[Extracted records]
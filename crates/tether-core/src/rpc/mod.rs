//! The host/plugin RPC contract.
//!
//! Method names, error codes, metadata keys and message bodies shared by
//! both sides, plus typed clients over the IPC transport.

mod host_client;
mod plugin_client;
mod types;

pub use host_client::HostClient;
pub use plugin_client::PluginClient;
pub use types::{
    CallRequest, CallResponse, HeartbeatRequest, HeartbeatResponse, LogLevel, LogRequest,
    LogResponse, MessageRequest, MessageResponse, Metadata, Parameter, ParameterType,
    PluginDescriptor, RegisterRequest, RegisterResponse, ShutdownRequest, ShutdownResponse,
    StatusRequest, StatusResponse,
};

/// JSON-RPC method names.
pub mod methods {
    // Served by the host
    pub const REGISTER_PLUGIN: &str = "RegisterPlugin";
    pub const HEARTBEAT: &str = "Heartbeat";
    pub const CALL_HOST_FUNCTION: &str = "CallHostFunction";
    pub const REPORT_LOG: &str = "ReportLog";

    // Served by plugins
    pub const CALL_PLUGIN_FUNCTION: &str = "CallPluginFunction";
    pub const RECEIVE_MESSAGES: &str = "ReceiveMessages";
    pub const GET_PLUGIN_STATUS: &str = "GetPluginStatus";
    pub const SHUTDOWN: &str = "Shutdown";
}

/// `CallResponse::error_code` values.
pub mod error_codes {
    pub const FUNCTION_NOT_FOUND: &str = "FUNCTION_NOT_FOUND";
    pub const FUNCTION_ERROR: &str = "FUNCTION_ERROR";
    pub const TARGET_PLUGIN_NOT_FOUND: &str = "TARGET_PLUGIN_NOT_FOUND";
    pub const TARGET_PLUGIN_NOT_RUNNING: &str = "TARGET_PLUGIN_NOT_RUNNING";
    pub const INTER_PLUGIN_CALL_ERROR: &str = "INTER_PLUGIN_CALL_ERROR";
}

/// Well-known keys and values in call metadata.
pub mod metadata {
    pub const SOURCE: &str = "source";
    pub const PLUGIN_ID: &str = "plugin_id";
    pub const TARGET_PLUGIN_ID: &str = "target_plugin_id";
    pub const CALL_TYPE: &str = "call_type";
    pub const SOURCE_PLUGIN: &str = "source_plugin";
    pub const TARGET_PLUGIN: &str = "target_plugin";
    pub const VIA_HOST: &str = "via_host";
    pub const TIMESTAMP: &str = "timestamp";
    /// Milliseconds the caller allows the host for a relayed call.
    pub const RELAY_TIMEOUT_MS: &str = "relay_timeout_ms";

    pub const SOURCE_HOST: &str = "host";
    pub const SOURCE_PLUGIN_VALUE: &str = "plugin";
    pub const INTER_PLUGIN: &str = "inter_plugin";
}
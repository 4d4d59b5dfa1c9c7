//! State shared by every part of a running host.

use crate::cancel::CancellationToken;
use crate::config::HostConfig;
use crate::functions::FunctionTable;
use crate::ipc::IpcServerHandle;
use crate::process::PluginLauncher;
use crate::registry::PluginRegistry;
use chrono::{DateTime, Utc};
use std::future::Future;
use std::net::SocketAddr;
use std::sync::{Arc, Mutex, MutexGuard, PoisonError};
use tokio::task::JoinSet;
use tracing::debug;

/// Everything a host owns.
///
/// Wrapped in `Arc` so supervised tasks and the inbound service can share
/// it. Long-lived tasks hold strong references until [`cancel`](Self::cancel)
/// fires; the inbound server only holds a weak one.
pub(crate) struct HostState {
    pub(crate) config: HostConfig,
    pub(crate) host_id: String,
    pub(crate) registry: PluginRegistry,
    pub(crate) functions: FunctionTable,
    pub(crate) launcher: Arc<dyn PluginLauncher>,
    /// Stops every supervised task.
    pub(crate) cancel: CancellationToken,
    /// Resolves [`PluginHost::wait`](super::PluginHost::wait).
    pub(crate) shutdown: CancellationToken,
    pub(crate) started_at: DateTime<Utc>,
    pub(crate) tasks: Mutex<JoinSet<()>>,
    pub(crate) server: Mutex<Option<IpcServerHandle>>,
    pub(crate) address: Mutex<Option<SocketAddr>>,
}

impl HostState {
    /// Address plugins dial to reach this host, once started.
    pub(crate) fn address(&self) -> Option<SocketAddr> {
        *lock(&self.address)
    }

    /// Run `task` under supervision. Ignored once the host is stopping.
    pub(crate) fn spawn_task<F>(&self, task: F)
    where
        F: Future<Output = ()> + Send + 'static,
    {
        if self.cancel.is_cancelled() {
            debug!("Host is stopping; not spawning task");
            return;
        }
        let mut tasks = lock(&self.tasks);
        while tasks.try_join_next().is_some() {}
        tasks.spawn(task);
    }
}

/// Lock a std mutex, recovering the data if a holder panicked.
pub(crate) fn lock<T>(mutex: &Mutex<T>) -> MutexGuard<'_, T> {
    mutex.lock().unwrap_or_else(PoisonError::into_inner)
}
//! Error types for the Tether plugin framework.
//!
//! Lifecycle operations (binding ports, spawning processes, querying plugin
//! metadata, dialing the host) return these errors to their direct caller.
//! Function-call routing never does: routing failures travel inside a
//! [`CallResponse`](crate::rpc::CallResponse) with an error code instead.

use crate::registry::PluginStatus;
use std::path::PathBuf;
use std::time::Duration;
use thiserror::Error;

/// Main error type for the Tether framework.
#[derive(Debug, Error)]
pub enum TetherError {
    // Transport errors
    #[error("IO error: {message}")]
    Io {
        message: String,
        #[source]
        source: Option<std::io::Error>,
    },

    #[error("Operation timed out after {0:?}")]
    Timeout(Duration),

    #[error("Connection to {addr} lost")]
    ConnectionLost { addr: String },

    #[error("No available port in range {start}-{end}")]
    NoAvailablePort { start: u16, end: u16 },

    #[error("Remote call failed [{code}]: {message}")]
    Rpc { code: i32, message: String },

    #[error("Method not found: {method}")]
    MethodNotFound { method: String },

    // Serialization errors
    #[error("JSON error: {message}")]
    Json {
        message: String,
        #[source]
        source: Option<serde_json::Error>,
    },

    // Plugin lifecycle errors
    #[error("Plugin {id} does not exist")]
    PluginNotFound { id: String },

    #[error("Plugin {id} already exists for {path:?}")]
    PluginAlreadyExists { id: String, path: PathBuf },

    #[error("Plugin {id} is already running")]
    PluginAlreadyRunning { id: String },

    #[error("Plugin {id} is not running (status: {status})")]
    PluginNotRunning { id: String, status: PluginStatus },

    #[error("Plugin {id} has no live connection")]
    PluginNotConnected { id: String },

    #[error("Plugin {id} cannot move from {from} to {to}")]
    InvalidTransition {
        id: String,
        from: PluginStatus,
        to: PluginStatus,
    },

    #[error("Failed to launch plugin {path:?}: {message}")]
    LaunchFailed { path: PathBuf, message: String },

    #[error("Failed to query plugin metadata from {path:?}: {message}")]
    MetadataQuery { path: PathBuf, message: String },

    #[error("Registration rejected: {message}")]
    RegistrationRejected { message: String },

    // Configuration errors
    #[error("Configuration error: {message}")]
    Config { message: String },

    #[error("Validation error for {field}: {message}")]
    Validation { field: String, message: String },

    #[error("Operation was cancelled")]
    Cancelled,

    // Generic errors
    #[error("{0}")]
    Other(String),
}

/// Result type alias for Tether operations.
pub type Result<T> = std::result::Result<T, TetherError>;

impl From<std::io::Error> for TetherError {
    fn from(err: std::io::Error) -> Self {
        TetherError::Io {
            message: err.to_string(),
            source: Some(err),
        }
    }
}

impl From<serde_json::Error> for TetherError {
    fn from(err: serde_json::Error) -> Self {
        TetherError::Json {
            message: err.to_string(),
            source: Some(err),
        }
    }
}

impl TetherError {
    /// Create an IO error with a contextual message.
    pub fn io_with_context(err: std::io::Error, context: impl Into<String>) -> Self {
        TetherError::Io {
            message: format!("{}: {}", context.into(), err),
            source: Some(err),
        }
    }

    /// Convert to a JSON-RPC error code.
    ///
    /// Standard JSON-RPC error codes:
    /// - -32700: Parse error
    /// - -32600: Invalid Request
    /// - -32601: Method not found
    /// - -32602: Invalid params
    /// - -32603: Internal error
    ///
    /// Custom error codes (application-defined, -32000 to -32099):
    /// - -32000: Transport/connectivity error
    /// - -32001: Plugin not found
    /// - -32002: Plugin not running or not connected
    /// - -32003: Launch or metadata failure
    /// - -32004: Cancelled
    /// - -32005: Validation error
    /// - -32006: Registration rejected
    pub fn to_rpc_error_code(&self) -> i32 {
        match self {
            TetherError::Json { .. } => -32700,

            TetherError::MethodNotFound { .. } => -32601,

            TetherError::Io { .. }
            | TetherError::Timeout(_)
            | TetherError::ConnectionLost { .. }
            | TetherError::NoAvailablePort { .. } => -32000,

            TetherError::PluginNotFound { .. } => -32001,

            TetherError::PluginNotRunning { .. }
            | TetherError::PluginNotConnected { .. }
            | TetherError::PluginAlreadyRunning { .. } => -32002,

            TetherError::LaunchFailed { .. } | TetherError::MetadataQuery { .. } => -32003,

            TetherError::Cancelled => -32004,

            TetherError::Validation { .. } | TetherError::InvalidTransition { .. } => -32005,

            TetherError::RegistrationRejected { .. } => -32006,

            TetherError::Rpc { code, .. } => *code,

            _ => -32603,
        }
    }

    /// Check if this error describes a transient link failure.
    pub fn is_retryable(&self) -> bool {
        matches!(
            self,
            TetherError::Io { .. } | TetherError::Timeout(_) | TetherError::ConnectionLost { .. }
        )
    }
}

#[cfg(test)]
mod tests {
    use super::*;

    #[test]
    fn test_error_display() {
        let err = TetherError::PluginNotFound {
            id: "ghost".into(),
        };
        assert_eq!(err.to_string(), "Plugin ghost does not exist");

        let err = TetherError::NoAvailablePort {
            start: 50051,
            end: 50051,
        };
        assert_eq!(err.to_string(), "No available port in range 50051-50051");
    }

    #[test]
    fn test_rpc_error_codes() {
        assert_eq!(
            TetherError::MethodNotFound {
                method: "Nope".into()
            }
            .to_rpc_error_code(),
            -32601
        );
        assert_eq!(
            TetherError::PluginNotFound { id: "x".into() }.to_rpc_error_code(),
            -32001
        );
        assert_eq!(
            TetherError::Rpc {
                code: -32042,
                message: "remote".into()
            }
            .to_rpc_error_code(),
            -32042
        );
        assert_eq!(TetherError::Other("boom".into()).to_rpc_error_code(), -32603);
    }

    #[test]
    fn test_retryable_errors() {
        assert!(TetherError::Timeout(Duration::from_secs(5)).is_retryable());
        assert!(TetherError::ConnectionLost {
            addr: "127.0.0.1:1".into()
        }
        .is_retryable());
        assert!(!TetherError::PluginNotFound { id: "x".into() }.is_retryable());
    }
}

Brief: Go through the records above. Copy each line in which the string "registry" appears.

Result below:
use crate::registry::PluginRegistry;
    pub(crate) registry: PluginRegistry,
use crate::registry::PluginStatus;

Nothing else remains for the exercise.